Turning the Corner in Hepatitis C Treatment (cont.)
Even when hepatitis C treatment works, it can be difficult. Therapy lasts from 24 to 48 weeks. It requires weekly injections and regular check-ups. While pegylated interferon causes less severe side effects than older drugs, it can cause flu-like symptoms, fatigue, depression, muscle aches, and hair loss. More severe side effects are rare. Ribavirin can also cause potentially serious anemia.
"A lot of people come in expecting the treatment to be awful," says David Thomas, MD, professor of medicine at Johns Hopkins School of Medicine. "But it's often not so bad."
Also, while the length of treatment -- up to a year -- might seem daunting, Thomas encourages his patients to look at it in smaller steps.
"Within a couple of months of starting treatment, we can usually tell if it's working," Thomas says. He explains that if tests show that treatment isn't working after a few months, it's very unlikely that a full year's worth will do any good. As a result, your doctor may suggest stopping treatment.
But if treatment is working after a few months, there's almost a 70% chance that a full cycle of treatment will cure the disease, says Thomas. So a person has a good idea if treatment will work before committing to a whole year of it.
Who Needs Hepatitis C Treatment?
Before a person gets caught up in the pros and cons of treatment, it's important to consider a more basic question: do you need treatment at all? In many cases, you don't.

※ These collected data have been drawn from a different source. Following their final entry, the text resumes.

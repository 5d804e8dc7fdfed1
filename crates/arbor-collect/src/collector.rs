//! Recursive dependency graph collection
//!
//! Starting from the root, every declared dependency is run through the
//! session's selector and manager, its version constraint is resolved and a
//! node is created per matching version. Descriptors of those versions supply
//! the next level. The children collected below an artifact are memoized per
//! run, and an artifact expanded again under identical conditions gets a copy
//! of them instead of having them collected twice.

use std::sync::Arc;

use arbor_core::{
    aggregate_repositories, merge_dependencies, Artifact, ArtifactRepository, Dependency,
    DependencyGraph, DependencyNode, NodeId, RemoteRepository,
};
use tracing::{debug, info, trace, warn};

use crate::error::{CollectError, DependencyCollectionError};
use crate::policy::{CollectionContext, Policies};
use crate::pool::{CachedDescriptor, DataPool, NodeKey};
use crate::services::{
    ArtifactDescriptor, ArtifactDescriptorReader, DescriptorRequest, VersionRangeRequest,
    VersionRangeResolver, VersionRangeResult,
};
use crate::session::CollectSession;
use crate::transform::TransformationContext;

/// What to collect.
///
/// With a root dependency, its descriptor contributes dependencies, managed
/// dependencies and repositories; entries given here win over those. Without
/// one, `dependencies` are collected below an anonymous root, optionally
/// labelled by `root_artifact`.
#[derive(Debug, Clone, Default)]
pub struct CollectRequest {
    pub root: Option<Dependency>,
    pub root_artifact: Option<Artifact>,
    pub dependencies: Vec<Dependency>,
    pub managed_dependencies: Vec<Dependency>,
    pub repositories: Vec<RemoteRepository>,
    /// Overrides the session's request context
    pub request_context: Option<String>,
}
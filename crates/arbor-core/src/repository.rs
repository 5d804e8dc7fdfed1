//! Repository descriptions

use std::path::PathBuf;

use serde::{Deserialize, Serialize};

/// A remote repository an artifact can be fetched from
#[derive(Debug, Clone, PartialEq, Eq, Hash, Serialize, Deserialize)]
pub struct RemoteRepository {
    pub id: String,
    pub url: String,
    #[serde(default = "default_content_type")]
    pub content_type: String,
}

fn default_content_type() -> String {
    "default".to_string()
}

impl RemoteRepository {
    pub fn new(id: impl Into<String>, url: impl Into<String>) -> Self {
        Self {
            id: id.into(),
            url: url.into(),
            content_type: default_content_type(),
        }
    }
}

/// A local repository rooted at a directory
#[derive(Debug, Clone, PartialEq, Eq, Hash)]
pub struct LocalRepository {
    pub basedir: PathBuf,
}

/// Where a version range resolver found a particular version
#[derive(Debug, Clone, PartialEq, Eq, Hash)]
pub enum ArtifactRepository {
    Remote(RemoteRepository),
    Local(LocalRepository),
}

/// Append the recessive repositories whose id is not already present
pub fn aggregate_repositories(
    dominant: &[RemoteRepository],
    recessive: &[RemoteRepository],
) -> Vec<RemoteRepository> {
    if recessive.is_empty() {
        return dominant.to_vec();
    }

    let mut result = dominant.to_vec();
    for repository in recessive {
        if !result.iter().any(|r| r.id == repository.id) {
            result.push(repository.clone());
        }
    }
    result
}
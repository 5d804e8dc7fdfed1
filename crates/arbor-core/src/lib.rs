//! Artifact, dependency, version and graph model for the arbor dependency collector

pub mod artifact;
pub mod dependency;
pub mod dump;
pub mod error;
pub mod graph;
pub mod repository;
pub mod version;

pub use artifact::{Artifact, ArtifactIdentity, ArtifactKey, PROPERTY_INCLUDES_DEPENDENCIES};
pub use dependency::{merge_dependencies, scopes, Dependency, DependencyManagement, Exclusion};
pub use error::CoreError;
pub use graph::{ConflictId, DependencyGraph, DependencyNode, NodeId};
pub use repository::{aggregate_repositories, ArtifactRepository, LocalRepository, RemoteRepository};
pub use version::{Bound, Version, VersionConstraint, VersionRange};
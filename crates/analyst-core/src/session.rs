//! Session boundary: inputs in, decoded answer or categorized error out.

use std::sync::Arc;

use serde_json::Value;

use crate::config::AnalystConfig;
use crate::core_types::{Conversation, InputFile};
use crate::errors::AnalystError;
use crate::executors::{CodeExecutor, EnvironmentManager, SessionWorkspace, SubprocessExecutor};
use crate::llm::create_llm_client;
use crate::oracle::{CodeOracle, LlmCodeOracle};
use crate::orchestrator::Orchestrator;
use crate::prompts;
use crate::trace::{LogTraceHandler, SessionTraceHandler};

/// Runs complete analysis sessions. Cheap to share: every session gets its own
/// workspace, environment and conversation.
pub struct SessionRunner {
    config: AnalystConfig,
    oracle: Arc<dyn CodeOracle>,
    executor: Arc<dyn CodeExecutor>,
    environments: EnvironmentManager,
    system_prompt: String,
    trace_handler: Option<Arc<dyn SessionTraceHandler>>,
}

impl SessionRunner {
    pub fn new(
        config: AnalystConfig,
        oracle: Arc<dyn CodeOracle>,
        executor: Arc<dyn CodeExecutor>,
        environments: EnvironmentManager,
    ) -> Self {
        let system_prompt = config
            .prompts
            .system
            .clone()
            .unwrap_or_else(|| prompts::DEFAULT_SYSTEM_PROMPT.to_string());
        Self {
            config,
            oracle,
            executor,
            environments,
            system_prompt,
            trace_handler: Some(Arc::new(LogTraceHandler)),
        }
    }

    /// Production wiring: configured LLM provider, `uv` environments and
    /// subprocess execution.
    pub fn from_config(config: AnalystConfig) -> Result<Self, AnalystError> {
        let llm = create_llm_client(&config.llm)?;
        let environments = EnvironmentManager::new(&config.runtime);
        let executor = Arc::new(SubprocessExecutor::new(environments.clone()));
        Ok(Self::new(
            config,
            Arc::new(LlmCodeOracle::new(llm)),
            executor,
            environments,
        ))
    }

    pub fn with_trace_handler(mut self, handler: Option<Arc<dyn SessionTraceHandler>>) -> Self {
        self.trace_handler = handler;
        self
    }

    pub fn config(&self) -> &AnalystConfig {
        &self.config
    }

    /// Run one session. The workspace is removed before this returns, on
    /// every path, and also if the future is dropped midway.
    pub async fn run(&self, inputs: Vec<InputFile>) -> Result<Value, AnalystError> {
        let workspace = SessionWorkspace::acquire(
            self.config.session.workspace_root.as_deref(),
            &[self.environments.venv_dir()],
        )?;
        let session_id = workspace.id();
        log::info!("Session {} started with {} input(s)", session_id, inputs.len());

        let result = self.run_in(&workspace, inputs).await;

        if let Err(e) = workspace.close() {
            log::warn!("Session {} workspace cleanup failed: {}", session_id, e);
        }
        if let Err(e) = &result {
            log::debug!("Session {} ended with {}: {}", session_id, e.category(), e);
        }
        result
    }

    async fn run_in(
        &self,
        workspace: &SessionWorkspace,
        inputs: Vec<InputFile>,
    ) -> Result<Value, AnalystError> {
        let file_names = workspace.write_inputs(inputs).await?;
        let task = workspace.read_task(&self.config.session.task_file).await?;
        let environment = self.environments.ensure_environment(workspace).await?;

        let mut orchestrator = Orchestrator::new(
            self.oracle.clone(),
            self.executor.clone(),
            self.config.session.max_attempts,
            self.config.session.exec_timeout(),
        );
        if let Some(handler) = &self.trace_handler {
            orchestrator = orchestrator.with_trace_handler(handler.clone());
        }

        orchestrator
            .run(
                workspace.id(),
                &environment,
                Conversation::with_system_prompt(self.system_prompt.clone()),
                prompts::initial_prompt(&task, &file_names),
            )
            .await
    }
}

"A lot of people and even some doctors act like hepatitis C is cancer," says Howard J. Worman, MD, associate professor of medicine at Columbia University's College of Physicians and Surgeons. "They behave as if you'll get sick and die if you don't treat it right away. But that isn't what hepatitis C is like."
Since hepatitis C may not cause problems for decades, if at all, merely having the virus is no reason to begin treatment. Instead, doctors usually consider hepatitis C treatment in people who have high viral levels and biopsies that show fibrosis, or scarring of the liver.
"Deciding whether to get treatment is almost never an emergency," Worman tells WebMD. "It's usually not even urgent. People should take their time in deciding what to do."
In cases where a person has acute hepatitis C -- meaning that he or she has recently been infected - Worman does advise quick treatment because it's likely to work in the early stages. However, he and other experts don't see many cases of acute hepatitis. Most of the people newly diagnosed with hepatitis C have had the virus for a long time.
One frustrating aspect of the disease is that it's hard to predict how it will develop in any one person. While many people will go decades without problems, others will have faster progression of the disease. No one knows why. Currently, the only good way to find out how a person is doing is with periodic liver biopsies.